Before washing garbanzos, you should spread them out on a light colored plate or cooking surface to check for, and remove, small stones, debris or damaged beans. After this process, place them in a strainer, and rinse them thoroughly under cool running water.
To shorten their cooking time and make them easier to digest, garbanzo beans should be presoaked There are two basic methods for presoaking. For each you should start by placing the beans in a saucepan and adding two to three cups of water per cup of beans.
The first method is to boil the beans for two minutes, take pan off the heat, cover and allow it to stand for two hours. The alternative method is to simply soak the garbanzos in water for a predetermined period of time.

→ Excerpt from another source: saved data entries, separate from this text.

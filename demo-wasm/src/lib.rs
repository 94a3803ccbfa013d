use drape::{AnchorId, Pick, PointerEvent, Scene, SceneConfig, Vec2, VertexLayout};
use rand::rngs::SmallRng;
use rand::SeedableRng;
use wasm_bindgen::prelude::*;

// ---- Drape Demo ----

#[wasm_bindgen]
pub struct DrapeDemo {
    scene: Scene<f32>,
}

#[wasm_bindgen]
impl DrapeDemo {
    /// Size the grid from the viewport: one point every `resolution` pixels.
    #[wasm_bindgen(constructor)]
    pub fn new(width_px: f32, height_px: f32, resolution: f32, seed: u64) -> Result<DrapeDemo, JsError> {
        let config = SceneConfig::for_viewport(width_px, height_px, resolution)?;
        let mut rng = SmallRng::seed_from_u64(seed);
        let mut scene = Scene::from_config(&config, VertexLayout::Xyz, &mut rng)?;
        scene.repack();
        Ok(DrapeDemo { scene })
    }

    pub fn update(&mut self, dt: f32) {
        self.scene.tick(dt);
    }

    /// `anchor` is the id of a marker under the pointer, or a negative
    /// number when the pick hit the plane at world `(x, y)`.
    pub fn pointer_down(&mut self, x: f32, y: f32, anchor: i32) {
        let anchor = usize::try_from(anchor).ok().map(AnchorId);
        let pick = self.scene.pick_world(Some(Vec2::new(x, y)), anchor);
        self.scene.push(PointerEvent::Down(pick));
    }

    pub fn pointer_miss(&mut self) {
        self.scene.push(PointerEvent::Down(Pick::Miss));
    }

    pub fn pointer_move(&mut self, x: f32, y: f32) {
        let pos = self.scene.world_to_grid(Vec2::new(x, y));
        self.scene.push(PointerEvent::Move(pos));
    }

    pub fn pointer_up(&mut self) {
        self.scene.push(PointerEvent::Up);
    }

    /// Flat segment endpoints `[x0, y0, 0, x1, y1, 0, ...]` in the line's
    /// local frame; place the line at `origin()`.
    pub fn vertices(&self) -> Vec<f32> {
        self.scene.vertices().as_slice().to_vec()
    }

    /// `[x, y]` of the line origin in world space.
    pub fn origin(&self) -> Vec<f32> {
        let o = self.scene.transform().origin();
        vec![o.x, o.y]
    }

    /// Returns flat [x0, y0, x1, y1, ...] world positions of anchor markers
    pub fn markers(&self) -> Vec<f32> {
        let markers = self.scene.marker_positions();
        let mut out = Vec::with_capacity(markers.len() * 2);
        for m in &markers {
            out.push(m.x);
            out.push(m.y);
        }
        out
    }

    pub fn segment_count(&self) -> usize {
        self.scene.vertices().segment_count()
    }
}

Based on research studies that we've seen about the soaking of garbanzo beans, we recommend a soaking period of at least 4 hours. Several potentially desirable chemical changes can take place during this 4-hour soaking period. First, there can be a reduction in the beans' raffinose-type oligosaccharides, and this reduction may result in fewer problems with flatulence when the beans are eventually consumed. Second, some of the phytase enzymes in the beans may become activated and help to transform some of the phytic acid found in the beans. When phytic acid gets converted into other substances, it is less likely to bind together with other nutrients and reduce their absorption.
Finally, presoaking of the beans will reduce the time required for cooking. On average, four hours of soaking reduces cooking time by approximately 25%. This reduced cooking time can mean less loss of water-soluble nutrients due to reduced time of exposure to heat and water.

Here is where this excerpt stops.